* [Aim of the task]
If a line in the data has the string "knows", please show it.

* [Recorded data]
##########
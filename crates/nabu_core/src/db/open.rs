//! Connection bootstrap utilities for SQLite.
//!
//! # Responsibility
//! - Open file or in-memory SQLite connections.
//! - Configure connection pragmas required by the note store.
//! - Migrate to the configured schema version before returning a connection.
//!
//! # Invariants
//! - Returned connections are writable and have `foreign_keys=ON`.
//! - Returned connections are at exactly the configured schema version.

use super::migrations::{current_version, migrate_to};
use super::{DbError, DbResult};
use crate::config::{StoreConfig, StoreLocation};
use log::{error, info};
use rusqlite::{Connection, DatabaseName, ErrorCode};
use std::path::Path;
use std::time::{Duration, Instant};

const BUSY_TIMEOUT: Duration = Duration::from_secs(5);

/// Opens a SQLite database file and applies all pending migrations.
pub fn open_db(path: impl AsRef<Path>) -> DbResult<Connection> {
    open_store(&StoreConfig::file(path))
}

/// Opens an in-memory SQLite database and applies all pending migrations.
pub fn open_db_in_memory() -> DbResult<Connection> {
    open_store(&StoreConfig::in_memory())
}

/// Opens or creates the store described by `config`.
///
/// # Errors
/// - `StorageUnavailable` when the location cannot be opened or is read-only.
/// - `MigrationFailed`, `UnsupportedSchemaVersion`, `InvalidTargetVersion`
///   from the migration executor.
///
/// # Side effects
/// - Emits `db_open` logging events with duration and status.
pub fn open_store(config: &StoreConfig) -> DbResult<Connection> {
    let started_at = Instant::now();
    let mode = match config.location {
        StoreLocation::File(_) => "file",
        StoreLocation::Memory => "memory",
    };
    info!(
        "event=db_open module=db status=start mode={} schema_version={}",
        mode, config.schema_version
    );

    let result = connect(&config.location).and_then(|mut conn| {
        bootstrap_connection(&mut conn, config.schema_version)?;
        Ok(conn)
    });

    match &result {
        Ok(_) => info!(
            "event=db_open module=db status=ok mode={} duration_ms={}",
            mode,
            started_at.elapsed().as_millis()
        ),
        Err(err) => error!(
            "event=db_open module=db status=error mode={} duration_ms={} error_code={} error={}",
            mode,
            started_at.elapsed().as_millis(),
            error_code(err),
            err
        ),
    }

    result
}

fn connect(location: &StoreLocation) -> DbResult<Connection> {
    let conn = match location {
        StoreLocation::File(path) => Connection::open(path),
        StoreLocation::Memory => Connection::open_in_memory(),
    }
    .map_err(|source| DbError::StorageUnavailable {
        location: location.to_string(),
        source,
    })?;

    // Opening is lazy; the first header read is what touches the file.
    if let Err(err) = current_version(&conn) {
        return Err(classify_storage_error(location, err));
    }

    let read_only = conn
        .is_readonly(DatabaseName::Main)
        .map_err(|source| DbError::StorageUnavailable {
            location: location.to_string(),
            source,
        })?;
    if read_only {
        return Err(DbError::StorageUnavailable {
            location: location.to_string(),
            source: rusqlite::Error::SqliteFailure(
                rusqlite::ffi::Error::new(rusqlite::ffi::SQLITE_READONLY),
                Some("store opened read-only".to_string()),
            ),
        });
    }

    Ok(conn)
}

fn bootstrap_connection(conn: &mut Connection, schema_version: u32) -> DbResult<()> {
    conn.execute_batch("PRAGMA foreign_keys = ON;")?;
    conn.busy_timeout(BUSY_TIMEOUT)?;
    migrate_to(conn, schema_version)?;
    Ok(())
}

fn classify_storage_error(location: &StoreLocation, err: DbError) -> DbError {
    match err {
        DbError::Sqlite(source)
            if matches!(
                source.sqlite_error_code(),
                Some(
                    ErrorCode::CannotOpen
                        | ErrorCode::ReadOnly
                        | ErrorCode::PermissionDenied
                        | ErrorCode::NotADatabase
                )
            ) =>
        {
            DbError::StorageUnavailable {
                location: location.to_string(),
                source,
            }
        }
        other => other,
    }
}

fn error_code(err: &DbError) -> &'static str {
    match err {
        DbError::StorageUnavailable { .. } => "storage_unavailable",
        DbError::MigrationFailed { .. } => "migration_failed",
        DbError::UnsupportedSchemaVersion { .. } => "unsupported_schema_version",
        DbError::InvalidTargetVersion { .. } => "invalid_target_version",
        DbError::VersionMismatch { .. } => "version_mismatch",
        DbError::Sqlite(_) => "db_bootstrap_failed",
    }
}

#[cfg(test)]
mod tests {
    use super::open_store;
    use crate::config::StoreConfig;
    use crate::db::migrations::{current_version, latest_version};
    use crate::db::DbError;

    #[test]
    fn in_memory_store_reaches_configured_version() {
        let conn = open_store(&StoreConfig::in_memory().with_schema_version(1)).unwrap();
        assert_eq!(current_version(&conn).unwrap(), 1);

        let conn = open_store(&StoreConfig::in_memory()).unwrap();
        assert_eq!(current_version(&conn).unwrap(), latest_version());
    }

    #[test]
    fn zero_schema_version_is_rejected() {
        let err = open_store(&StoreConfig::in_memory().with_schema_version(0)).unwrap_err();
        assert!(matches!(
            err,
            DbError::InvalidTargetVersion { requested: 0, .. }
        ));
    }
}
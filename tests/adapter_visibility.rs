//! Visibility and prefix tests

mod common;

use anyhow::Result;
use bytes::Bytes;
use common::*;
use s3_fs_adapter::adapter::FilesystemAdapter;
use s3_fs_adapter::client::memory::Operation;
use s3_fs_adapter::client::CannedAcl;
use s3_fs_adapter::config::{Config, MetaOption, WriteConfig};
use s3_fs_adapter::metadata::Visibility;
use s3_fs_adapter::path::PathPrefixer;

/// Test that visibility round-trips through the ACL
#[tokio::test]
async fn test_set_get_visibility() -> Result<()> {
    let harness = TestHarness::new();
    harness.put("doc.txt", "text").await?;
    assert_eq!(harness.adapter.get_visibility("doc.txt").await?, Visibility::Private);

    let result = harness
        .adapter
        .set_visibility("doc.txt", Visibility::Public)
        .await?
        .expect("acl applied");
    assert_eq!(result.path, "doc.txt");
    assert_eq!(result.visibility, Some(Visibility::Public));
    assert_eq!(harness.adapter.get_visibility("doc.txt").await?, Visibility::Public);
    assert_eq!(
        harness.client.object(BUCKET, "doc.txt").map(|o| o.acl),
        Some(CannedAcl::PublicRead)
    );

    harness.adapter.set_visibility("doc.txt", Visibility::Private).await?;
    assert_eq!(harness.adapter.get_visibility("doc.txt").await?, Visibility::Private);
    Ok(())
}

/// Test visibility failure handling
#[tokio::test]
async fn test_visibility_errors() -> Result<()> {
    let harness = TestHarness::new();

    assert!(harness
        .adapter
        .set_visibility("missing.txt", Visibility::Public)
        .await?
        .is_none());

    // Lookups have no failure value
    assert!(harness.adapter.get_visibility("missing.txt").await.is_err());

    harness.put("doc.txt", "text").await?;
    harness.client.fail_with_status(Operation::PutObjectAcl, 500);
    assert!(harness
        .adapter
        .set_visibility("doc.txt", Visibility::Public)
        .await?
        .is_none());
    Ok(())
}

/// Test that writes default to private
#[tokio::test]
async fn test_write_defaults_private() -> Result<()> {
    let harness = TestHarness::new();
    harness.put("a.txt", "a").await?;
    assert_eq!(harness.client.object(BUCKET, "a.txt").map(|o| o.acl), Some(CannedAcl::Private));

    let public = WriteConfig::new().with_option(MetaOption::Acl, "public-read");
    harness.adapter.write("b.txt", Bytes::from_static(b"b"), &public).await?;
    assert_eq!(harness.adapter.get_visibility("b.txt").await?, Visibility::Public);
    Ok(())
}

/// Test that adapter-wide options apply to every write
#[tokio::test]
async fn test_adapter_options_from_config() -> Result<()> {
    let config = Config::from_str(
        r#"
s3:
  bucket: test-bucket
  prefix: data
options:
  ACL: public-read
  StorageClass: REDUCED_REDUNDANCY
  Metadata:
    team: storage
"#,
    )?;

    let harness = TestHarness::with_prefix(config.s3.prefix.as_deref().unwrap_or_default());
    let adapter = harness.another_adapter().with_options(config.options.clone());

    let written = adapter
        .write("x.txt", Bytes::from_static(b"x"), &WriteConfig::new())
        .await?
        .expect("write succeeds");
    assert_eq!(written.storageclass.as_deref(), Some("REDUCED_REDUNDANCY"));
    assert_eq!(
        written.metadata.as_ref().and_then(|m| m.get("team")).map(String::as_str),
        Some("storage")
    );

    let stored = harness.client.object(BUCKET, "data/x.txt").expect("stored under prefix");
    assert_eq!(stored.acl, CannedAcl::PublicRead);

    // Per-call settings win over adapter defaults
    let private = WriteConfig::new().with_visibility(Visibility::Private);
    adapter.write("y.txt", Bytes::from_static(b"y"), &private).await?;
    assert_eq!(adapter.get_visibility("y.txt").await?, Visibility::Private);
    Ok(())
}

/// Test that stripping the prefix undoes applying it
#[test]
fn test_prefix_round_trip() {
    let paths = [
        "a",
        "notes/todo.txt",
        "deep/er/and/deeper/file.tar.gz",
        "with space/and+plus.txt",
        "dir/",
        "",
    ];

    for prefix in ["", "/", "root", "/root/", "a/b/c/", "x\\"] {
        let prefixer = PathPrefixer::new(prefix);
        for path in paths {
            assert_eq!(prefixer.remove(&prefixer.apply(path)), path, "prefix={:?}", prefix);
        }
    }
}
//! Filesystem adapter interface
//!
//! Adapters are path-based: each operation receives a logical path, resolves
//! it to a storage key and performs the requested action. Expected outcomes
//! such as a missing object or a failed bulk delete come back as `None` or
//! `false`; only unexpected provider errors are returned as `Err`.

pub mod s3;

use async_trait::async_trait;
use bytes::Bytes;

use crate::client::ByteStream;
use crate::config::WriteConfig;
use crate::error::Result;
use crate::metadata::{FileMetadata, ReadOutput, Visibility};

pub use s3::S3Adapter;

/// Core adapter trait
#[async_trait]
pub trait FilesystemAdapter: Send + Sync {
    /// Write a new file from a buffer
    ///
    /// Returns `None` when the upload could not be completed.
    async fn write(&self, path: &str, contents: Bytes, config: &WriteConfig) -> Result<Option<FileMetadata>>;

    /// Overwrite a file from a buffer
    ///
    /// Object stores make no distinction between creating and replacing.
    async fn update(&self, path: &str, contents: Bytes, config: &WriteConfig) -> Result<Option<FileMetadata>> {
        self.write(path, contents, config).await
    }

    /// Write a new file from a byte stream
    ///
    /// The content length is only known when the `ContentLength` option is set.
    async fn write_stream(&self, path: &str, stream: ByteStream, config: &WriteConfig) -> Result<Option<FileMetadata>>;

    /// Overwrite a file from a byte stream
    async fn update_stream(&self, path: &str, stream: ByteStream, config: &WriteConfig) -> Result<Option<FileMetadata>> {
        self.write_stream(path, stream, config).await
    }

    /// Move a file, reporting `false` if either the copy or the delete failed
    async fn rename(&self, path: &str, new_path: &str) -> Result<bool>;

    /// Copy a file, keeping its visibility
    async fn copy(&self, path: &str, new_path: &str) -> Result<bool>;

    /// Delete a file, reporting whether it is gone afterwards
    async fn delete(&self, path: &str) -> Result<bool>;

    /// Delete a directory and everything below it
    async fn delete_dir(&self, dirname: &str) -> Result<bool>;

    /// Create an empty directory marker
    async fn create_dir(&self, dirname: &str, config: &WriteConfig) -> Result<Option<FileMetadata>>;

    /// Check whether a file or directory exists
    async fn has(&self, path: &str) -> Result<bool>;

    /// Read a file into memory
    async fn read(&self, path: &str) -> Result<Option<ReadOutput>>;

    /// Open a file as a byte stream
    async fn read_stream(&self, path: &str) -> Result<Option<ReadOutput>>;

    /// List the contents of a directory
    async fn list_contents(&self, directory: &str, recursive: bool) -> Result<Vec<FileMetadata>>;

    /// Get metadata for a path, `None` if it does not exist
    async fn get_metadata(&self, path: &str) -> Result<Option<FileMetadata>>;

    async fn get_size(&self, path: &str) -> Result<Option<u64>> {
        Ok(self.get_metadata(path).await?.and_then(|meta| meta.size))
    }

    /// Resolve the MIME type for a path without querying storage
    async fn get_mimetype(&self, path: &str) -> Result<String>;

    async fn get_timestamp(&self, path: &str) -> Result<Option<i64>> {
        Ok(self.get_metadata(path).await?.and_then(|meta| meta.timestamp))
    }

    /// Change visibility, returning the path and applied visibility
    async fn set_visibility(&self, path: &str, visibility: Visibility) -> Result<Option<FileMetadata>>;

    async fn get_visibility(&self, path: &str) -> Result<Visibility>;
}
##########
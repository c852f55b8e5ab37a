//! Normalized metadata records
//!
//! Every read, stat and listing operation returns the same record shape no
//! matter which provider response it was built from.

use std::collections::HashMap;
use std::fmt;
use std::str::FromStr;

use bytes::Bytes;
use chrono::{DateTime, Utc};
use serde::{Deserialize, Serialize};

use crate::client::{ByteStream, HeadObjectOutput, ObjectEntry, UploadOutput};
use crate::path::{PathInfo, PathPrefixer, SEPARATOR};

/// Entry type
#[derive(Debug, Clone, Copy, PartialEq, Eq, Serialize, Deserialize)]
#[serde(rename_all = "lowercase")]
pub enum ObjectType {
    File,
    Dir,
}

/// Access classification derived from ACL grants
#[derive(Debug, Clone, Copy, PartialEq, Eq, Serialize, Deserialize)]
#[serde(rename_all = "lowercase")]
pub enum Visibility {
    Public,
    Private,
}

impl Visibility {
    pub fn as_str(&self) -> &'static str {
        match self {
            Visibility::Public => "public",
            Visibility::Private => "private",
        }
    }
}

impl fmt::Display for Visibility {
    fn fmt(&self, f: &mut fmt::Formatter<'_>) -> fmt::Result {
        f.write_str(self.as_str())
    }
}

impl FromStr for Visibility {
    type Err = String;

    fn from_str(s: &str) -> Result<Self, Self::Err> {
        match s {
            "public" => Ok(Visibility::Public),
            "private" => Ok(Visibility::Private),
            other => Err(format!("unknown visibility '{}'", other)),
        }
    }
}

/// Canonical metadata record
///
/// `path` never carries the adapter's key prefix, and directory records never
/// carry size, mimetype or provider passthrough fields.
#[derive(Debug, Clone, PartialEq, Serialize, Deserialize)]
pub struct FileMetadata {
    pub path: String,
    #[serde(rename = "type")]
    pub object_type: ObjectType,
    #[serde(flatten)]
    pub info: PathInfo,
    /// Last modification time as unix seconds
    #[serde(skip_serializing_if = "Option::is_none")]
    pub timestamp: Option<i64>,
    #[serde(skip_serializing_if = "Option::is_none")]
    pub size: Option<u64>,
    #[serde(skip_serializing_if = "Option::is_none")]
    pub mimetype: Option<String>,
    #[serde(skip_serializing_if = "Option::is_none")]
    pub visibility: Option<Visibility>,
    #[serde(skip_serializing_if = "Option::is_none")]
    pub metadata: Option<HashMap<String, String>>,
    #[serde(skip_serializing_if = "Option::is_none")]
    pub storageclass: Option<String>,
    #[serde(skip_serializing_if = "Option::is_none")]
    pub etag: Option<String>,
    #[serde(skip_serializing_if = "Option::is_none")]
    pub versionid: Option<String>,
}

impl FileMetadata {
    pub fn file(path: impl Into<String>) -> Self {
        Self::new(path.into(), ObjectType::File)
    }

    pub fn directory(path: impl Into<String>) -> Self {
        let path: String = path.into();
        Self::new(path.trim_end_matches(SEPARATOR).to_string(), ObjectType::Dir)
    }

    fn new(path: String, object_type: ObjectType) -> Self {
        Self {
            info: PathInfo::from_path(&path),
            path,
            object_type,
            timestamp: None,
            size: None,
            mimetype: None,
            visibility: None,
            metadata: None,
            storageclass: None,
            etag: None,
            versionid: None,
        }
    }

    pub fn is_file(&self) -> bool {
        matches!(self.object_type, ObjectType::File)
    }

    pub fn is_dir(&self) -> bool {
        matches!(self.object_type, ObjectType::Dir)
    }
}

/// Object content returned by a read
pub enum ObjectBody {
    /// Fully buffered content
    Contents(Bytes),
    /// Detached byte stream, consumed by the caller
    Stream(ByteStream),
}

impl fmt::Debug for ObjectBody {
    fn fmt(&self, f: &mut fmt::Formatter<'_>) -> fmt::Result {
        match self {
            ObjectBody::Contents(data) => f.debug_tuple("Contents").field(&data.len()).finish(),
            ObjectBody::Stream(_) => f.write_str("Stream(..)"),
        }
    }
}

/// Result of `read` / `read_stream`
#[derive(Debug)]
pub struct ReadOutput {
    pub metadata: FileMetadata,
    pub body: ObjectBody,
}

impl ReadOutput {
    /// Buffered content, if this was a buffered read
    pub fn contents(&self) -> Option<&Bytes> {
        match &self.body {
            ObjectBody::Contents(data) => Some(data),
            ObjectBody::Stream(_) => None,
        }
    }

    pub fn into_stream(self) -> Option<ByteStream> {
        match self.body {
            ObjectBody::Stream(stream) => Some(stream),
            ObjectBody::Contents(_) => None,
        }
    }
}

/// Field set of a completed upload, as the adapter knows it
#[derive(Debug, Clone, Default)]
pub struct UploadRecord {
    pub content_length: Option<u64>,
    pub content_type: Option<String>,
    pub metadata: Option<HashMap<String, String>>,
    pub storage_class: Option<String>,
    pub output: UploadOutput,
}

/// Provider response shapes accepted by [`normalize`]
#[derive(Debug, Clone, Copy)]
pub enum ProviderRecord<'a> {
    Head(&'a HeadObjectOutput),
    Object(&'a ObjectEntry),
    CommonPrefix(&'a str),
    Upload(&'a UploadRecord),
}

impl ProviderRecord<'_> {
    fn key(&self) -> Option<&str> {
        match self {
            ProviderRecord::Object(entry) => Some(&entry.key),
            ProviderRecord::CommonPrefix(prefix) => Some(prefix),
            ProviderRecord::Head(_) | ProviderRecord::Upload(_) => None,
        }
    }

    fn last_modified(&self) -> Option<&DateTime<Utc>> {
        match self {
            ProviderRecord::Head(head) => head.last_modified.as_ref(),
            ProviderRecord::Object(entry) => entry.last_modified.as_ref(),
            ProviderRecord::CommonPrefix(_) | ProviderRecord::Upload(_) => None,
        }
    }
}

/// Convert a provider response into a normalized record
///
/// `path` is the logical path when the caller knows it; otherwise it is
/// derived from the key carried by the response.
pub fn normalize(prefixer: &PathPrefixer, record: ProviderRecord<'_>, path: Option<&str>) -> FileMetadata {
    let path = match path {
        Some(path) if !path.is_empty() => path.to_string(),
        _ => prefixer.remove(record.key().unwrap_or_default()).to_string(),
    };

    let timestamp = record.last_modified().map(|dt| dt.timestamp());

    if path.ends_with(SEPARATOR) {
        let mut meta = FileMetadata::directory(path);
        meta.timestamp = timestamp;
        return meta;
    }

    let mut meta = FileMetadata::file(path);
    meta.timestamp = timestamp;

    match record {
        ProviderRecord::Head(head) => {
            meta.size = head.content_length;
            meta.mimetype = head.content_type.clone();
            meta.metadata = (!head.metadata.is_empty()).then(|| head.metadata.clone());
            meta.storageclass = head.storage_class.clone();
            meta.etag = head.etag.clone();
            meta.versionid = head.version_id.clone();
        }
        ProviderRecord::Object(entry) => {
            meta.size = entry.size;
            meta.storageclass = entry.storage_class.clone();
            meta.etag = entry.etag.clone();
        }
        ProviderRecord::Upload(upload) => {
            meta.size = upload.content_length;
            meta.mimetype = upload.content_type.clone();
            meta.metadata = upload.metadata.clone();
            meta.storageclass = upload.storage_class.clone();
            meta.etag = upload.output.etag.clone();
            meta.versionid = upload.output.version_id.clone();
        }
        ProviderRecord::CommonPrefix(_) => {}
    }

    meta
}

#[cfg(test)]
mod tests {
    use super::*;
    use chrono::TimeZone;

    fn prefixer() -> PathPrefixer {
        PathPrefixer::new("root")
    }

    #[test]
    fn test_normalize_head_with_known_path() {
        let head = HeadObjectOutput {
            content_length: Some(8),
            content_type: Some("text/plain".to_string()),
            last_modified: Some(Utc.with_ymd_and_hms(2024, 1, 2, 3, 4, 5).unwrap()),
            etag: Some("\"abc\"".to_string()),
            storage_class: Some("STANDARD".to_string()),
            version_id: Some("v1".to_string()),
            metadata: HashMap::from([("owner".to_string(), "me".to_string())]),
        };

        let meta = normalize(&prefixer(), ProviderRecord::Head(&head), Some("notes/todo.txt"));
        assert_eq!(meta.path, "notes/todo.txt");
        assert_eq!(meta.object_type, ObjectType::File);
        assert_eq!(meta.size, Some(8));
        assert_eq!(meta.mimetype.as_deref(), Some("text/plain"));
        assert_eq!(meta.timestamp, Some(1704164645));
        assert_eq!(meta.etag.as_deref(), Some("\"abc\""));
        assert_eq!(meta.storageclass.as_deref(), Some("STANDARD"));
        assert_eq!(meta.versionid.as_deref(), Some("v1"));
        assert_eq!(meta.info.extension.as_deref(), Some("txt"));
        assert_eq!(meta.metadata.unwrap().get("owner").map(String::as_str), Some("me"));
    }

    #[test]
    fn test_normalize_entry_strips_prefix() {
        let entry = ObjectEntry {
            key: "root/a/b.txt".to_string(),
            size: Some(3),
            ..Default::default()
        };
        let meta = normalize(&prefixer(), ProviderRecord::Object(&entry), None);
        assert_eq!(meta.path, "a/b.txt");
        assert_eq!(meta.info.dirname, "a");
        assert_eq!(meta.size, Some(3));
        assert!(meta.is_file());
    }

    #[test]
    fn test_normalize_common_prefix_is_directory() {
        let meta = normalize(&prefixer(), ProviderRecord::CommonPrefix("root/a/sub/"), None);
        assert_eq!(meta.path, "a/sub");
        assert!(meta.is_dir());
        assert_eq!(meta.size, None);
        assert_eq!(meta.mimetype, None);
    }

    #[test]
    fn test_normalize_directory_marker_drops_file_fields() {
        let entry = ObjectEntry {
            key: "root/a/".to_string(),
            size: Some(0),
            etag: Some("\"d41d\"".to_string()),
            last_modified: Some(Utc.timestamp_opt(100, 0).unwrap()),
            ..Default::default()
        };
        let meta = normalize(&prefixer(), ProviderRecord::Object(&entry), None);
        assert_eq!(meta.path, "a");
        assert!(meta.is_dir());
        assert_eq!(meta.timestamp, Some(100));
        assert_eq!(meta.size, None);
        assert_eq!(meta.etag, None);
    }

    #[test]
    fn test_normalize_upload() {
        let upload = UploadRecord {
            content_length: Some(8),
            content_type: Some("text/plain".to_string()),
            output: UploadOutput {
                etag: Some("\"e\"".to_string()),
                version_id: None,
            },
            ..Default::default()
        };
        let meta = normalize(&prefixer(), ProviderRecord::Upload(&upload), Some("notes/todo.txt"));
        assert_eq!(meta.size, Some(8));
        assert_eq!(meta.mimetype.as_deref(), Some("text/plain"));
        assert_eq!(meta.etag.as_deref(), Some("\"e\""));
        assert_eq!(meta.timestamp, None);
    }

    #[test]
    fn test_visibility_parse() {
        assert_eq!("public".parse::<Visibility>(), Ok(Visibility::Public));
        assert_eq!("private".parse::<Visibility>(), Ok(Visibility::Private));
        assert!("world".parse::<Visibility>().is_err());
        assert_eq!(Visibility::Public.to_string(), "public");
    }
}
##########
* [Solved exercise]
/// Field set of a completed upload, as the adapter knows it
/// `path` is the logical path when the caller knows it; otherwise it is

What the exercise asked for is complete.